Re: [julia-users] Cubic spline interpolation

2014-03-26 Thread Tomas Lycken
I'd happily use quadratic interpolation if it weren't for that exact 
limitation - I *do* need continuous second derivatives in the 2D 
interpolation...

I've never actually implemented spline interpolation myself, so I'd 
probably have to spend quite a lot of time delving into the current code to 
understand how it works and how to add to it. Might be good exercise, but 
unfortunately not something I have time for at the moment.

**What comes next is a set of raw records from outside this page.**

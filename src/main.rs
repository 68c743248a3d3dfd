use std::path::PathBuf;

use anyhow::Result;
use clap::Parser;
use colored::Colorize;
use rustfst::fst_traits::ExpandedFst;

use cascadefst::cascade::build_cascade;

/// Build a C ∘ det(L ∘ G) recognition cascade from an ARPA language
/// model and a pronunciation lexicon.
#[derive(Parser, Debug)]
#[command(author, version, about)]
struct Args {
    /// ARPA-format n-gram language model
    arpa: PathBuf,
    /// Pronunciation lexicon, one `WORD PH1 .. PHn` entry per line
    lexicon: PathBuf,
    /// Directory for the generated machines and symbol tables
    #[arg(short, long, default_value = "cascade")]
    out_dir: PathBuf,
}

fn main() -> Result<()> {
    let args = Args::parse();
    let clg = build_cascade(&args.arpa, &args.lexicon, &args.out_dir)?;
    println!(
        "{} {} states written to {}",
        "Done:".green().bold(),
        clg.num_states(),
        args.out_dir.join("clg.fst").display()
    );
    Ok(())
}
//! End-to-end decoding-graph assembly.
//!
//! Builds G, L and C over shared symbol tables, then composes them into
//! C ∘ det(L ∘ G) in the log semiring, persisting every intermediate
//! machine so each stage can be inspected or reused on its own.

use std::fs;
use std::path::Path;
use std::sync::Arc;

use anyhow::{Context, Result};
use rustfst::algorithms::closure::{closure, ClosureType};
use rustfst::algorithms::determinize::{determinize_with_config, DeterminizeConfig, DeterminizeType};
use rustfst::fst_impls::VectorFst;
use rustfst::prelude::compose::compose;
use rustfst::prelude::*;

use crate::contextfst::{ContextBuilder, ContextConfig};
use crate::grammarfst::GrammarBuilder;
use crate::lexiconfst::LexiconBuilder;
use crate::symtab::write_symbol_table;

/// Build the full recognition cascade from an ARPA model and a
/// pronunciation lexicon, writing every stage under `out_dir`:
/// `g.fst`, `l.fst`, `c.fst`, `ndlg.fst`, `lg.fst`, `clg.fst`, plus the
/// word and phone symbol tables. Returns the final CLG machine.
pub fn build_cascade(
    arpa: &Path,
    lexicon: &Path,
    out_dir: &Path,
) -> Result<VectorFst<LogWeight>> {
    fs::create_dir_all(out_dir)
        .with_context(|| format!("unable to create output directory {}", out_dir.display()))?;

    let mut word_syms = SymbolTable::new();

    println!("Generating the grammar FST...");
    let grammar = GrammarBuilder::<LogWeight>::new(&mut word_syms)?.compile_file(arpa)?;

    println!("Generating the lexicon FST...");
    let lexicon = LexiconBuilder::<LogWeight>::new(&mut word_syms)?.compile_file(lexicon)?;
    let mut phone_syms = lexicon.phone_syms;

    println!("Generating the context-dependency FST...");
    let cd = ContextBuilder::<LogWeight>::new(
        lexicon.phones.clone(),
        lexicon.aux_syms.clone(),
        &mut phone_syms,
    )?
    .generate(ContextConfig {
        non_deterministic: false,
        explicit_aux: true,
    })?;

    let word_syms = Arc::new(word_syms);
    let phone_syms = Arc::new(phone_syms);
    let tri_syms = Arc::new(cd.tri_syms);
    write_symbol_table(&word_syms, &out_dir.join("words.syms"))?;
    write_symbol_table(&phone_syms, &out_dir.join("phones.syms"))?;

    let mut g = grammar.fst;
    g.set_input_symbols(Arc::clone(&word_syms));
    g.set_output_symbols(Arc::clone(&word_syms));
    g.write(out_dir.join("g.fst"))?;

    let mut l = lexicon.fst;
    l.set_input_symbols(Arc::clone(&phone_syms));
    l.set_output_symbols(Arc::clone(&word_syms));
    l.write(out_dir.join("l.fst"))?;

    let mut c = cd.fst;
    c.set_input_symbols(Arc::clone(&tri_syms));
    c.set_output_symbols(Arc::clone(&phone_syms));
    c.write(out_dir.join("c.fst"))?;

    // One lexicon pass handles one word; the grammar needs a sequence.
    closure(&mut l, ClosureType::ClosureStar);

    println!("Generating LG...");
    tr_sort(&mut g, ILabelCompare {});
    tr_sort(&mut l, OLabelCompare {});
    let ndlg: VectorFst<LogWeight> = compose(l, g)?;
    ndlg.write(out_dir.join("ndlg.fst"))?;

    println!("Determinizing LG...");
    let mut lg: VectorFst<LogWeight> = determinize_with_config(
        &ndlg,
        DeterminizeConfig {
            delta: 1e-6,
            det_type: DeterminizeType::DeterminizeFunctional,
        },
    )?;
    lg.write(out_dir.join("lg.fst"))?;

    println!("Generating CLG...");
    tr_sort(&mut c, OLabelCompare {});
    tr_sort(&mut lg, ILabelCompare {});
    let mut clg: VectorFst<LogWeight> = compose(c, lg)?;
    clg.set_input_symbols(Arc::clone(&tri_syms));
    clg.set_output_symbols(Arc::clone(&word_syms));
    clg.write(out_dir.join("clg.fst"))?;

    Ok(clg)
}
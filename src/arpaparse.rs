//! Line-level parser for ARPA back-off language models.
//!
//! The ARPA text format interleaves meta-data with n-gram sections:
//!
//! ```text
//! \data\
//! ngram 1=4
//! ngram 2=3
//!
//! \1-grams:
//! -0.6990 green -0.3010
//! ...
//! \end\
//! ```
//!
//! Parsing is a small state machine over line prefixes,
//! `AwaitHeader → Body(k) → Done`: `ngram <k>=<count>` raises the model
//! order, `\data\` is consumed with no effect, `\<k>-grams:` enters the
//! section for order `k`, and `\end\` terminates. Anything else inside a
//! section is tokenized as `<log10-prob> <w_1> .. <w_k> [<backoff>]`.
//! Unrecognized or malformed lines are skipped, never fatal.

/// One n-gram entry as it appears in the model file.
#[derive(Debug, Clone, PartialEq)]
pub struct NGramEntry {
    /// N-gram order `k` of the section the entry was read from
    pub order: usize,
    /// The `k` tokens of the n-gram, most recent word last
    pub words: Vec<String>,
    /// Base-10 log probability
    pub log_prob: f32,
    /// Base-10 log back-off weight, when present
    pub backoff: Option<f32>,
}

#[derive(Debug, Clone, Copy, PartialEq, Eq)]
enum Section {
    AwaitHeader,
    Body(usize),
    Done,
}

/// Streaming ARPA parser; feed it one line at a time.
#[derive(Debug)]
pub struct ArpaParser {
    section: Section,
    max_order: usize,
}

impl ArpaParser {
    pub fn new() -> Self {
        Self {
            section: Section::AwaitHeader,
            max_order: 0,
        }
    }

    /// Highest order announced by the `ngram <k>=<count>` header lines
    /// seen so far.
    pub fn max_order(&self) -> usize {
        self.max_order
    }

    /// True once `\end\` has been consumed; later lines are ignored.
    pub fn is_done(&self) -> bool {
        self.section == Section::Done
    }

    /// Consume one line, returning the n-gram entry it carries, if any.
    pub fn feed(&mut self, line: &str) -> Option<NGramEntry> {
        let line = line.trim();
        if self.section == Section::Done || line.is_empty() {
            return None;
        }
        if let Some(rest) = line.strip_prefix("ngram ") {
            if let Some((order, _count)) = rest.split_once('=') {
                if let Ok(order) = order.trim().parse::<usize>() {
                    self.max_order = self.max_order.max(order);
                }
            }
            return None;
        }
        if let Some(rest) = line.strip_prefix('\\') {
            if rest == "data\\" {
                return None;
            }
            if rest == "end\\" {
                self.section = Section::Done;
                return None;
            }
            if let Some(order) = rest
                .strip_suffix("-grams:")
                .and_then(|k| k.parse::<usize>().ok())
            {
                self.section = Section::Body(order);
            }
            // Unrecognized header lines are skipped.
            return None;
        }
        match self.section {
            Section::Body(order) => Self::parse_entry(line, order),
            _ => None,
        }
    }

    fn parse_entry(line: &str, order: usize) -> Option<NGramEntry> {
        let tokens: Vec<&str> = line.split_whitespace().collect();
        if tokens.len() < order + 1 {
            return None;
        }
        let log_prob: f32 = tokens[0].parse().ok()?;
        let words = tokens[1..=order].iter().map(|w| w.to_string()).collect();
        let backoff = if tokens.len() == order + 2 {
            tokens[order + 1].parse().ok()
        } else {
            None
        };
        Some(NGramEntry {
            order,
            words,
            log_prob,
            backoff,
        })
    }
}

impl Default for ArpaParser {
    fn default() -> Self {
        Self::new()
    }
}

#[cfg(test)]
mod tests {
    use super::*;

    const TOY_ARPA: &str = "\
\\data\\
ngram 1=3
ngram 2=2

\\1-grams:
-0.5227 </s>
-99 <s> -0.5227
-0.6990 green -0.3010

\\2-grams:
-0.3010 <s> green
-0.3010 green </s>

\\end\\
ignored after end
";

    #[test]
    fn it_parses_a_toy_model() {
        let mut parser = ArpaParser::new();
        let entries: Vec<NGramEntry> =
            TOY_ARPA.lines().filter_map(|l| parser.feed(l)).collect();
        assert_eq!(parser.max_order(), 2);
        assert!(parser.is_done());
        assert_eq!(entries.len(), 5);
        assert_eq!(entries[0].order, 1);
        assert_eq!(entries[0].words, vec!["</s>".to_string()]);
        assert_eq!(entries[0].log_prob, -0.5227);
        assert_eq!(entries[0].backoff, None);
        assert_eq!(entries[2].backoff, Some(-0.3010));
        assert_eq!(entries[3].order, 2);
        assert_eq!(
            entries[3].words,
            vec!["<s>".to_string(), "green".to_string()]
        );
    }

    #[test]
    fn it_skips_malformed_lines() {
        let mut parser = ArpaParser::new();
        parser.feed("\\data\\");
        parser.feed("ngram 1=2");
        parser.feed("\\1-grams:");
        assert_eq!(parser.feed("not-a-number green"), None);
        assert_eq!(parser.feed("-0.5"), None);
        assert!(parser.feed("-0.5 green").is_some());
    }

    #[test]
    fn it_ignores_lines_outside_sections() {
        let mut parser = ArpaParser::new();
        assert_eq!(parser.feed("-0.5 green"), None);
        parser.feed("\\end\\");
        parser.feed("\\1-grams:");
        assert_eq!(parser.feed("-0.5 green"), None);
    }

    #[test]
    fn it_tracks_the_maximum_order() {
        let mut parser = ArpaParser::new();
        parser.feed("ngram 3=17");
        parser.feed("ngram 1=4");
        assert_eq!(parser.max_order(), 3);
    }
}
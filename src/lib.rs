//! cascadefst - build speech-recognition decoding cascades as weighted FSTs
//!
//! This crate turns the text resources of a speech recognizer into the
//! composed decoding graph `C ∘ det(L ∘ G)`:
//!
//! - an ARPA back-off n-gram model becomes the grammar transducer `G`
//!   ([`grammarfst`]),
//! - a pronunciation dictionary becomes the lexicon transducer `L`
//!   ([`lexiconfst`]),
//! - a phone inventory becomes the triphone context-dependency transducer
//!   `C` ([`contextfst`]),
//! - [`cascade`] closes, sorts, composes and determinizes the three into a
//!   single machine, persisting every intermediate stage,
//! - [`normalize`] rescales a log-semiring grammar so that each state's
//!   outgoing arcs form a proper probability distribution.
//!
//! Graph storage, composition, determinization and serialization are
//! delegated to [`rustfst`]; this crate owns the construction algorithms
//! and the shared symbol numbering that keeps the three components
//! composable.

/// ARPA line-level parsing
pub mod arpaparse;
/// End-to-end cascade assembly
pub mod cascade;
/// Triphone context-dependency transducers
pub mod contextfst;
/// ARPA language models as back-off grammar transducers
pub mod grammarfst;
/// Pronunciation dictionaries as lexicon transducers
pub mod lexiconfst;
/// Per-state weight normalization in the log semiring
pub mod normalize;
/// Symbol-table text output and symbol-list input
pub mod symtab;

/// Reserved symbols shared by every builder.
///
/// Hoisting these into one value keeps the state keys and labels minted by
/// the grammar, lexicon and context-dependency builders consistent with
/// each other; epsilon itself is fixed by the engine at label 0.
#[derive(Debug, Clone)]
pub struct Vocab {
    /// Epsilon symbol, always label 0
    pub eps: String,
    /// State key of the initial grammar state
    pub start: String,
    /// Sentence-begin token
    pub begin: String,
    /// Sentence-end token
    pub end: String,
}

impl Default for Vocab {
    fn default() -> Self {
        Self {
            eps: "<eps>".to_string(),
            start: "<start>".to_string(),
            begin: "<s>".to_string(),
            end: "</s>".to_string(),
        }
    }
}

It's an 
interesting learning project, though, so I'll definitely consider coming 
back to it later =)

The reason I started this thread was that I'm currently working on a quite 
large project (my masters thesis project) in C++, but after realizing today 
that my current codebase has some deeply nested memory management issues 
that I'm having difficulties troubleshooting, I wanted to see if it would 
be possible to port the project to Julia in a relatively short amount of 
time. For that purpose, I wanted to see if all the stuff I'm doing through 
external C++ libraries was implemented in Julia packages as well, so that I 
wouldn't have to write any Julia code for stuff that I haven't had to write 
C++ code for. Cubic splines was the only missing piece of the puzzle :P 
However, implementing a cubic spline interpolation routine is, 
unfortunately, well out of scope for my thesis, so it will have to wait 
until I have time to spend on it. Until then, I'd better get back to those 
segfaults...

// T

On Wednesday, March 26, 2014 2:54:55 PM UTC+1, Tim Holy wrote:
>
> I should also add that unless you need a continuous second derivative, 
> quadratic (while not as popular) is IMO nicer than cubic in several 
> ways---for 
> example, by requiring fewer points (27 rather than 64 in 3 dimensions), 
> it's 
> faster to evaluate. I suspect the main reason quadratic isn't popular is 
> that 
> it's "non-interpolating" (in the terminology of P. Thevenaz, T. Blu, and 
> M. 
> Unser, 2000), but the infrastructure in Grid (based on interp_invert!) 
> compensates for that. 
>
> --Tim 
>
> On Wednesday, March 26, 2014 06:26:12 AM Tomas Lycken wrote: 
> > Hi, 
> > 
> > Is there a (maintained) package somewhere with cubic spline 
> capabilities? I 
> > need something that fulfills the following requirements: 
> > 
> > * Scalar-valued functions of one variable, f(x), specified on uniform or 
> > non-uniform x-grids 
> > * Scalar-valued functions of two variables, f(x,y), at least specified 
> on 
> > uniform grids that don't need to have the same spacing in x and y (i.e.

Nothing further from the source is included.